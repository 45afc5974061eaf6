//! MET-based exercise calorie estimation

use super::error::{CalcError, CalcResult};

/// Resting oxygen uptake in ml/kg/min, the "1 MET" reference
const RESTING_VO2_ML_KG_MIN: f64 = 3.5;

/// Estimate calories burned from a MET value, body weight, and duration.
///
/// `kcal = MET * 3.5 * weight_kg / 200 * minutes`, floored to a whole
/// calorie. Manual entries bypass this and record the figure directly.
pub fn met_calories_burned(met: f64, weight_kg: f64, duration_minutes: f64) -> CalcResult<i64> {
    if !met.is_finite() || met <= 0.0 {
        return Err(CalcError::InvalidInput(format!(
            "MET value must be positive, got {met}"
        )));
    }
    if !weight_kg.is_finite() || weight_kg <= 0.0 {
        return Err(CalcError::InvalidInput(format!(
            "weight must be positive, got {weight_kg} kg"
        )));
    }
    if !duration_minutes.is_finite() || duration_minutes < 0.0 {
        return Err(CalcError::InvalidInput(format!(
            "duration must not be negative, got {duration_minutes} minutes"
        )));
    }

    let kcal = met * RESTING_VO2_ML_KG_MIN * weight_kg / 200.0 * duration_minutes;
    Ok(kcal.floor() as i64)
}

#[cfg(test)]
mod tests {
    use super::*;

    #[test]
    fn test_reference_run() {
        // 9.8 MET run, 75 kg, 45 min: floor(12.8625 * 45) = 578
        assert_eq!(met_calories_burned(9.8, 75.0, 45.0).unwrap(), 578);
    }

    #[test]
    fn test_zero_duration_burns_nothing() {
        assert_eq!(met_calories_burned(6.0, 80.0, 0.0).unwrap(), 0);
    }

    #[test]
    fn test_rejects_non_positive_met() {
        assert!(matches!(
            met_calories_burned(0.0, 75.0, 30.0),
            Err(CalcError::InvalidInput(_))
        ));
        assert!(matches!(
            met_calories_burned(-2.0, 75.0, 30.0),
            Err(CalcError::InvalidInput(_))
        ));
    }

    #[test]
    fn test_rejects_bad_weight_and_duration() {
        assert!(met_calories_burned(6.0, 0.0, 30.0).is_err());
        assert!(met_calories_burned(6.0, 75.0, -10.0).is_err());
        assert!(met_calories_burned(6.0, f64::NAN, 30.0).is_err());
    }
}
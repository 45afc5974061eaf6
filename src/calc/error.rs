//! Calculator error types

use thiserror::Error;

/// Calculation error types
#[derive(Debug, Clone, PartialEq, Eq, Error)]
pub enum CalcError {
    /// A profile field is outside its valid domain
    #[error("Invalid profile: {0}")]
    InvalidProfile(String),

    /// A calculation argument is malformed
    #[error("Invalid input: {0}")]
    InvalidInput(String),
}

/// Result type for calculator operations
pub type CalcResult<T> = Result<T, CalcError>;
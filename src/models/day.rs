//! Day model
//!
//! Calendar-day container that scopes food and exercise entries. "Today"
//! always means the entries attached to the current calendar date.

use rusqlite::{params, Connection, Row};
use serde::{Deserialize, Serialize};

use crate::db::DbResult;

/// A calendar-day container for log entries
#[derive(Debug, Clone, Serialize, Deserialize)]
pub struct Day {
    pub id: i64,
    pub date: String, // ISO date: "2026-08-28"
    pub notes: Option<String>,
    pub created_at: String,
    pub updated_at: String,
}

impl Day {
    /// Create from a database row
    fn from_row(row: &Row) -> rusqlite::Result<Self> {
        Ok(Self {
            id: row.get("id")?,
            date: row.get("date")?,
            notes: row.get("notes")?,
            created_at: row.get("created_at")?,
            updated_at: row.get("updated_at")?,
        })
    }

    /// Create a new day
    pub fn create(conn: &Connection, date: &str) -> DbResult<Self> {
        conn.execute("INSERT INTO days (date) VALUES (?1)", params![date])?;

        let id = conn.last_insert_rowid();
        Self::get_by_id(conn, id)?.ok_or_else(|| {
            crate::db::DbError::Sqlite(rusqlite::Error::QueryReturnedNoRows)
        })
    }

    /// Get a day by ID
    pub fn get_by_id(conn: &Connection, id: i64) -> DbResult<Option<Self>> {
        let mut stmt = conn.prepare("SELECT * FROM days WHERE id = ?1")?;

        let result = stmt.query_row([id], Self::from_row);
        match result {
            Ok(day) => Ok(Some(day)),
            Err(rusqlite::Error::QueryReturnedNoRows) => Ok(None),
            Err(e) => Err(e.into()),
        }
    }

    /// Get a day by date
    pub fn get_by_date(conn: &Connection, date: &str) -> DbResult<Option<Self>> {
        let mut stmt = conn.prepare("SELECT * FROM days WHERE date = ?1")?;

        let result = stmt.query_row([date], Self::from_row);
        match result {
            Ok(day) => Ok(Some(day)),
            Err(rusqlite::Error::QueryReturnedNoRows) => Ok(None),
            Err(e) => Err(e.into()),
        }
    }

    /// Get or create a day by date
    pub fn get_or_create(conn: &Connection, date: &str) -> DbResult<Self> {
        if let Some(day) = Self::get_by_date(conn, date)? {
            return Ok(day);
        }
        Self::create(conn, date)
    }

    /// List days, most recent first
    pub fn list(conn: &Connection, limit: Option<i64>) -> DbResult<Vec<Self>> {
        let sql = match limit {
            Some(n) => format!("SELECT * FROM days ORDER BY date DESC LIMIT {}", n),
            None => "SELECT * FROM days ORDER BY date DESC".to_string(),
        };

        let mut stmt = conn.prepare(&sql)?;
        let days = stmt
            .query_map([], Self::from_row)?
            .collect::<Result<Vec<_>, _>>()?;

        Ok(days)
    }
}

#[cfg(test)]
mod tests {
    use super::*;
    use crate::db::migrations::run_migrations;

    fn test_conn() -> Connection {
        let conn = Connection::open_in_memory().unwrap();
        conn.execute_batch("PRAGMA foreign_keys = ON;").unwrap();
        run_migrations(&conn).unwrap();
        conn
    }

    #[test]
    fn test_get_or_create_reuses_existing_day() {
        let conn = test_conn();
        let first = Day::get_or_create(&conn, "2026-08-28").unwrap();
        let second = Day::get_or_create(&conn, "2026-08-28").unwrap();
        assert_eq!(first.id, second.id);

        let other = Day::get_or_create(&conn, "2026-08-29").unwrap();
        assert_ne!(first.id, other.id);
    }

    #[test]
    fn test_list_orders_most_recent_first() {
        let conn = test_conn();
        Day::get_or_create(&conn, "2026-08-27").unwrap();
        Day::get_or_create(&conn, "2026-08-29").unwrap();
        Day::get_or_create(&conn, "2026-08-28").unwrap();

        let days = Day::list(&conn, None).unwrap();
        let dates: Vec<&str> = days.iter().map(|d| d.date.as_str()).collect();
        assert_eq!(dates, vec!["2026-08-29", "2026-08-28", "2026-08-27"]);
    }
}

* * *

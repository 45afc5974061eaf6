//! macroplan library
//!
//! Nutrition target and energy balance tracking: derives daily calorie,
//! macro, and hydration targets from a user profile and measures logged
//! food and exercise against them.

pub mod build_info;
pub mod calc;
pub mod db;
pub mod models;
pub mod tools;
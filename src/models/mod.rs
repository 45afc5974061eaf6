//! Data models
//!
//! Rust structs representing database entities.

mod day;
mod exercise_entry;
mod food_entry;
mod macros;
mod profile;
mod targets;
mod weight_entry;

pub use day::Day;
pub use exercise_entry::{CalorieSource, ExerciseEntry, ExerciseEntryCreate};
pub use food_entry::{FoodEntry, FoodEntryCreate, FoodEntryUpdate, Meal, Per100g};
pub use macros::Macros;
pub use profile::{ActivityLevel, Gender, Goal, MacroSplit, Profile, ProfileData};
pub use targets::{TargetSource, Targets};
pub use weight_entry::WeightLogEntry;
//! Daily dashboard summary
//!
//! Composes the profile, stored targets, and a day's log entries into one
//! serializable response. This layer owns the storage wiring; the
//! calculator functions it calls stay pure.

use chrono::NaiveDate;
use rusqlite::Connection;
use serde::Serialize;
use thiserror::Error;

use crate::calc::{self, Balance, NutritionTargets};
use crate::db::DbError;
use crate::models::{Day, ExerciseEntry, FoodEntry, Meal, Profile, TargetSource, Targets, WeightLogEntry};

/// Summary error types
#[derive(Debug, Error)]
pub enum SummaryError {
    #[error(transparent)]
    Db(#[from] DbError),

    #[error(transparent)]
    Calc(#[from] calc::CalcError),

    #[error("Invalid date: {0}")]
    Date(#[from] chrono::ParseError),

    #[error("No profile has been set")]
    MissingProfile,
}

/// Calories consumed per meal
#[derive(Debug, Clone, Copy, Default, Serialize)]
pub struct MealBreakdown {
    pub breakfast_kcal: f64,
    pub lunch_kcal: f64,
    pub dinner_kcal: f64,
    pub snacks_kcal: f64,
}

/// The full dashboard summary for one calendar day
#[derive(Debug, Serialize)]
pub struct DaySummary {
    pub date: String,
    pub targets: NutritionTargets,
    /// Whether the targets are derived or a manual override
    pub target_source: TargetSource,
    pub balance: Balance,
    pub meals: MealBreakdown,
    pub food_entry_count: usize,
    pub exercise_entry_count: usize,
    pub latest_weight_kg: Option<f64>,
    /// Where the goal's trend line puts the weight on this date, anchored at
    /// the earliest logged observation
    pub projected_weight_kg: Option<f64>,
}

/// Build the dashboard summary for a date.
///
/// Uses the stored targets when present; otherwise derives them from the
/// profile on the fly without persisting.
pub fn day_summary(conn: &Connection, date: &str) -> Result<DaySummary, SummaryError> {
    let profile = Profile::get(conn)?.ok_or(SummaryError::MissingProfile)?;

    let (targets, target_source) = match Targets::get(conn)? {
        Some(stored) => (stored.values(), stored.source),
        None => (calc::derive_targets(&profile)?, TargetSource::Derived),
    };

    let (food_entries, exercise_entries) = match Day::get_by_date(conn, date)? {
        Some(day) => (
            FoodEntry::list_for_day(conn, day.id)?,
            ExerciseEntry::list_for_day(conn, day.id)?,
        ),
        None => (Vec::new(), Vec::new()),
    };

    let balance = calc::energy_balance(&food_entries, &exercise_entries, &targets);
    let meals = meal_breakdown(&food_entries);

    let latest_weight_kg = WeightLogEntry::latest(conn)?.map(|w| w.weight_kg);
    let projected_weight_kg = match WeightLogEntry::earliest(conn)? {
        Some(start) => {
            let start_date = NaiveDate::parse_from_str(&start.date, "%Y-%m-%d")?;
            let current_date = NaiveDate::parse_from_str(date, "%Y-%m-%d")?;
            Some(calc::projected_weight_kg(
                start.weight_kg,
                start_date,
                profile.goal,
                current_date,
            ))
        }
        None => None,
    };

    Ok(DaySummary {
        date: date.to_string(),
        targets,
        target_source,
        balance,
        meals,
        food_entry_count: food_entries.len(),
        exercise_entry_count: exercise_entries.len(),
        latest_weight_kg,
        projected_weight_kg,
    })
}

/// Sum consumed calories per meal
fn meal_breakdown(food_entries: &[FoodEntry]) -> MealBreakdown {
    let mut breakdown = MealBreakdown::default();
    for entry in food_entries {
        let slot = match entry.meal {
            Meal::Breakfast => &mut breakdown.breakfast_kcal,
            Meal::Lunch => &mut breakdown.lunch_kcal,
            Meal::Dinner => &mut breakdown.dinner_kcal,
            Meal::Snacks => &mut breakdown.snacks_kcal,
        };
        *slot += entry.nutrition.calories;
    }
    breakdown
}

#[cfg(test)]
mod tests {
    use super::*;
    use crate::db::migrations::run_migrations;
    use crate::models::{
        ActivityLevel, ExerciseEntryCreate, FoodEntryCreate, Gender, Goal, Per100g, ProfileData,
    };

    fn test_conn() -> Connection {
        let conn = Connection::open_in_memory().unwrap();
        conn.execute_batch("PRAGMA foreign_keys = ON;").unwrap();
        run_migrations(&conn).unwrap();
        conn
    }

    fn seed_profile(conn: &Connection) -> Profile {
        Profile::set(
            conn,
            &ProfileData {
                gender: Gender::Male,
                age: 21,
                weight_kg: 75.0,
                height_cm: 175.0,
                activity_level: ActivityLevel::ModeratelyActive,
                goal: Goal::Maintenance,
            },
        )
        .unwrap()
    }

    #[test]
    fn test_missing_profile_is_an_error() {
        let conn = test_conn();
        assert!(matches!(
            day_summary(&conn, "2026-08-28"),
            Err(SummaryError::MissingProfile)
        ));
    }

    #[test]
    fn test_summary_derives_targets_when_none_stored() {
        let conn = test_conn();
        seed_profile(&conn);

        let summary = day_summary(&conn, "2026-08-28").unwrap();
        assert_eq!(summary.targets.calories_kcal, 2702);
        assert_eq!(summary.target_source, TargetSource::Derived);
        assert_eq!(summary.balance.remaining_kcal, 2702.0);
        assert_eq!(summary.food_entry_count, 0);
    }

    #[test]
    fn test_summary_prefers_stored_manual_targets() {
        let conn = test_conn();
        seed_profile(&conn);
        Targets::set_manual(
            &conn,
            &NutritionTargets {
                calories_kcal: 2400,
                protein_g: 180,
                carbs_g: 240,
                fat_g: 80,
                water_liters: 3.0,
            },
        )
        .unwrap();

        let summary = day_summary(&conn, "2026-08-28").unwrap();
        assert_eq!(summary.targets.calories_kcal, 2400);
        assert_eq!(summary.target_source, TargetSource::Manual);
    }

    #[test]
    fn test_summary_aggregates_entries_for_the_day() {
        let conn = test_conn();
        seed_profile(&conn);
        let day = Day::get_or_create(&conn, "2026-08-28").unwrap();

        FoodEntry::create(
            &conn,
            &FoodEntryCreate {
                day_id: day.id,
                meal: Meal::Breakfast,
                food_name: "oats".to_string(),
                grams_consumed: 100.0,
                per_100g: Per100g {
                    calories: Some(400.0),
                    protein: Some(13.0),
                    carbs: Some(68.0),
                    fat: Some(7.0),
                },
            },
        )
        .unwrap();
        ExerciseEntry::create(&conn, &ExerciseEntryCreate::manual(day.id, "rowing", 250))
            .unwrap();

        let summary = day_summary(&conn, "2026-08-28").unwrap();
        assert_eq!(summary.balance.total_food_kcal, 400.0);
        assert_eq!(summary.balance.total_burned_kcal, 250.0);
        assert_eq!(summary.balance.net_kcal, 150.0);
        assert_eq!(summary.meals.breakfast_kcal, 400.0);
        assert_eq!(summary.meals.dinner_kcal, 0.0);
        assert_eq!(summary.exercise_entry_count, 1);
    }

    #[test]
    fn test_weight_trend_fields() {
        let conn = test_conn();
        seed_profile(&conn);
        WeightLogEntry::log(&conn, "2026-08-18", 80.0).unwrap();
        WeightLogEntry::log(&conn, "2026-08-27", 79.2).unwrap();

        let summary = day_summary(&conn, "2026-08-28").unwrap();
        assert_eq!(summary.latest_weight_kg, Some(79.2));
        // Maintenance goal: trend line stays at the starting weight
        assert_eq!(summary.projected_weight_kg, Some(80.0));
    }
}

...

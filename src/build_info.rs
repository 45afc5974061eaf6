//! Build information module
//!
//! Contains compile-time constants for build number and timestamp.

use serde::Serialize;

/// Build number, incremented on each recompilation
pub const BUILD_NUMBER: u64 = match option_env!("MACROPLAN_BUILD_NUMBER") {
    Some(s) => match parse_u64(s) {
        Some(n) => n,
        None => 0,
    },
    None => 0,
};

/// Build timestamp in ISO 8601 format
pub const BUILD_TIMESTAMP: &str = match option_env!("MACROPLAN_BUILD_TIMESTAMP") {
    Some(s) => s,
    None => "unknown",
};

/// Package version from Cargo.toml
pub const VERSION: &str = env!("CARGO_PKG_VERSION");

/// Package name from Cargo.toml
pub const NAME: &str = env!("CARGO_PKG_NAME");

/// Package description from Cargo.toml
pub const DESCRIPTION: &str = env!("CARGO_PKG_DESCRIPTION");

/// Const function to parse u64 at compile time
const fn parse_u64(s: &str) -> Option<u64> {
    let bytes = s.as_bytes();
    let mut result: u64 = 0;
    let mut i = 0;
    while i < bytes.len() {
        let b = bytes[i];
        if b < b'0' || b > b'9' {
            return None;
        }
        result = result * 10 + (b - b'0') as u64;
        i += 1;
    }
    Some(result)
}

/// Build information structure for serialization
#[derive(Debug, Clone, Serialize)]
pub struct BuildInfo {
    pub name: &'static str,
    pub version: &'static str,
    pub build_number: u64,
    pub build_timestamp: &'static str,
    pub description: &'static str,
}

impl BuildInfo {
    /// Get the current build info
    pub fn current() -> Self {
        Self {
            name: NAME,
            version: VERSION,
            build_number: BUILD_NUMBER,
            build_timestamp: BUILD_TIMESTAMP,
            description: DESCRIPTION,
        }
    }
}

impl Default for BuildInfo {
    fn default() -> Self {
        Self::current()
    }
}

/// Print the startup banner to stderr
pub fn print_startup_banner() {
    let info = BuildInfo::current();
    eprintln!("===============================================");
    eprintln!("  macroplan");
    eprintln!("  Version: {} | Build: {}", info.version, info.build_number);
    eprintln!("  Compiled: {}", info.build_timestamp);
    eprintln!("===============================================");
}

— TASK GOAL —
The records are above. How many lines in them contain the word "ProfileData"? Give the number alone.

— REPLY TO THE TASK —
3